— Так вот, — продолжал Бердибай, — только улетели младенцы, как айрыпланы стали кружить в небе, как стервятники над падалью. Они взлетали все выше и выше, а потом начали сшибаться и биться крыльями. Долго они дрались… Но в это время над головой появилось небольшое облачко, величиной с подседельную кошму. Раздался страшный гром, сверкнули молнии, и на землю обрушился жестокий град. Однако вскоре же небо прояснилось — как рукой сняло! Глянул я вверх и увидел, что остался в небе только один белый айрыплан, а черный айрыплан разбитый валялся подле той скалы, на которой я сидел. И вдруг он загорелся большим пламенем, пламя стало взмывать к небу. Кто-то крикнул мне сверху: «Сгоришь, убегай быстрей!» Пока я взлетал в небо, пламя все же успело коснуться меня. По краям моей белой одежды остались небольшие подпалины. Эти подпалины неспроста, я думаю, это приметы той смуты, которая сейчас нависла над народом…
— А кто же эти крылатые младенцы? — озабоченно спросил маленький, горбатый старикашка.
— Да кто? Это никак ангелы! — ответил ему чернобородый.
— Это посланники самого аллаха! — пояснил Карымшак.
Белобородый старик тронул обломком прута куцехвостую кобылу и, покачивая головой, промолвил:
— Не нам разгадывать вещий сон Беке! Такой сон пусть разгадает сам пророк Джакып! Алла-ха-акбар!
Все разом молитвенно вознесли ладони и провели ими по лицам.
Жена Карымшака, Канышай, услышав эти вести, радостная и довольная, громко крикнула над ухом глухой старухи плотника, пришедшей попросить в долг масла:
— Бог смилостивился, байбиче!
Как ни старалась старуха понять, подставляя ухо, но все же не расслышала обращенных к ней слов и сказала, простодушно вздыхая:
— О боже, жеребенок сдох, говоришь?
— Да не-ет же! Бог смилостивился, байбиче, бог смилостивился, говорю!
— А-а? Случилось что-нибудь?
— Артель эту распустят, говорят, байбиче-е!
— О милая, птица села на сарай?
Жена Карымшака беззлобно проворчала:
— О несчастная… Зачем же садиться птице на сарай? Артель распустят, слышишь, байбиче?
Старуха молча кивнула головой.
— Мулле приснился во сне Кызыр-Алейсалам.
— А-а, милая, говоришь, женщина приходила?
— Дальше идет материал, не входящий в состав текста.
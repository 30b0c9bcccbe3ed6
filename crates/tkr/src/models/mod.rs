pub mod entry_fee;
pub mod game_submission;
pub mod leaderboard_entry;
pub mod prize_pool;
pub mod team_registration;
pub mod tournament_config;

pub use entry_fee::FeeBreakdown;
pub use game_submission::{GameSubmission, ScoreBreakdown, SubmissionStatus};
pub use leaderboard_entry::LeaderboardEntry;
pub use prize_pool::PrizePool;
pub use team_registration::{PaymentStatus, Player, TeamRegistration};
pub use tournament_config::{
    DEFAULT_PLACEMENT_MULTIPLIER, EntryFee, MAX_FEE_AMOUNT, TeamSize, TournamentConfig,
};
— Да нет же, святой приснился ему.
Старуха снова молча кивнула головой.
— Сегодня все, кто живет с именем бога, решили ночью собраться у реки, чтобы принести богу жертву! Ваш старик тоже небось собирается идти туда?
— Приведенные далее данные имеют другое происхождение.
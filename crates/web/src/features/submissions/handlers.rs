use axum::{
    Json,
    extract::{Path, State},
    http::StatusCode,
    response::{IntoResponse, Response},
};
use tkr::{
    Store,
    dto::submission::{SubmitGameRequest, VerifySubmissionRequest},
    models::GameSubmission,
    services::submission_window::Eligibility,
};
use uuid::Uuid;
use validator::Validate;

use crate::error::WebError;

use super::services;

#[utoipa::path(
    get,
    path = "/api/registrations/{registration_id}/eligibility",
    params(
        ("registration_id" = Uuid, Path, description = "Team registration ID")
    ),
    responses(
        (status = 200, description = "Current submission window state", body = Eligibility),
        (status = 404, description = "Registration not found")
    ),
    tag = "submissions"
)]
pub async fn check_eligibility(
    State(store): State<Store>,
    Path(registration_id): Path<Uuid>,
) -> Result<Response, WebError> {
    let eligibility = services::check_eligibility(&store, registration_id).await?;

    Ok(Json(eligibility).into_response())
}

#[utoipa::path(
    post,
    path = "/api/registrations/{registration_id}/submissions",
    params(
        ("registration_id" = Uuid, Path, description = "Team registration ID")
    ),
    request_body = SubmitGameRequest,
    responses(
        (status = 201, description = "Game accepted and scored, pending verification", body = GameSubmission),
        (status = 400, description = "Malformed submission"),
        (status = 403, description = "Outside the team's submission window"),
        (status = 404, description = "Registration not found"),
        (status = 409, description = "Duplicate game number or submission limit reached")
    ),
    tag = "submissions"
)]
pub async fn submit_game(
    State(store): State<Store>,
    Path(registration_id): Path<Uuid>,
    Json(req): Json<SubmitGameRequest>,
) -> Result<Response, WebError> {
    req.validate()?;

    let submission = services::submit_game(&store, registration_id, &req).await?;

    Ok((StatusCode::CREATED, Json(submission)).into_response())
}

#[utoipa::path(
    get,
    path = "/api/registrations/{registration_id}/submissions",
    params(
        ("registration_id" = Uuid, Path, description = "Team registration ID")
    ),
    responses(
        (status = 200, description = "Team submissions ordered by game number", body = Vec<GameSubmission>),
        (status = 404, description = "Registration not found")
    ),
    tag = "submissions"
)]
pub async fn list_team_submissions(
    State(store): State<Store>,
    Path(registration_id): Path<Uuid>,
) -> Result<Response, WebError> {
    let submissions = services::list_team_submissions(&store, registration_id).await?;

    Ok(Json(submissions).into_response())
}

#[utoipa::path(
    get,
    path = "/api/submissions/{submission_id}",
    params(
        ("submission_id" = Uuid, Path, description = "Submission ID")
    ),
    responses(
        (status = 200, description = "Submission found", body = GameSubmission),
        (status = 404, description = "Submission not found")
    ),
    tag = "submissions"
)]
pub async fn get_submission(
    State(store): State<Store>,
    Path(submission_id): Path<Uuid>,
) -> Result<Response, WebError> {
    let submission = services::get_submission(&store, submission_id).await?;

    Ok(Json(submission).into_response())
}

#[utoipa::path(
    put,
    path = "/api/submissions/{submission_id}/verification",
    params(
        ("submission_id" = Uuid, Path, description = "Submission ID")
    ),
    request_body = VerifySubmissionRequest,
    responses(
        (status = 200, description = "Verdict recorded, leaderboard rebuilt", body = GameSubmission),
        (status = 400, description = "Validation error"),
        (status = 404, description = "Submission not found")
    ),
    tag = "submissions"
)]
pub async fn verify_submission(
    State(store): State<Store>,
    Path(submission_id): Path<Uuid>,
    Json(req): Json<VerifySubmissionRequest>,
) -> Result<Response, WebError> {
    req.validate()?;

    let submission = services::verify_submission(&store, submission_id, &req).await?;

    Ok(Json(submission).into_response())
}

#[utoipa::path(
    delete,
    path = "/api/submissions/{submission_id}",
    params(
        ("submission_id" = Uuid, Path, description = "Submission ID")
    ),
    responses(
        (status = 204, description = "Submission withdrawn"),
        (status = 404, description = "Submission not found"),
        (status = 409, description = "Verified submissions cannot be withdrawn")
    ),
    tag = "submissions"
)]
pub async fn delete_submission(
    State(store): State<Store>,
    Path(submission_id): Path<Uuid>,
) -> Result<Response, WebError> {
    services::delete_submission(&store, submission_id).await?;

    Ok(StatusCode::NO_CONTENT.into_response())
}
— Вот я и говорю, верба если высохнет, то ее топором не срубишь. Вчера весь день маялся, с горем пополам расколол бревно. Всю ночь кашлял, простыл, видать… Вот я и пришла попросить маслица. Много не надо, с ложку хватит. Только ты не торопи. Бог даст здоровья, он тебе выскоблит чашки из самого лучшего дерева… Стареет мой, согнулся, как кулачок!
— О горе мое, глухота, да она ни одного слова моего не поняла!
— Ну да, — чмокнула губами глухая старуха. — Он-то сам сухонький, как кулачок, а не любит бездельничать, весь день с топориком… А то как же, все вы свои, добрые люди. Никому не откажешь… Один просит лопату смастерить, другой хомут несет на починку… Все времени нет, вот он и задержал твои чашки. Только ты не обижайся, даст бог силушки, сделает он…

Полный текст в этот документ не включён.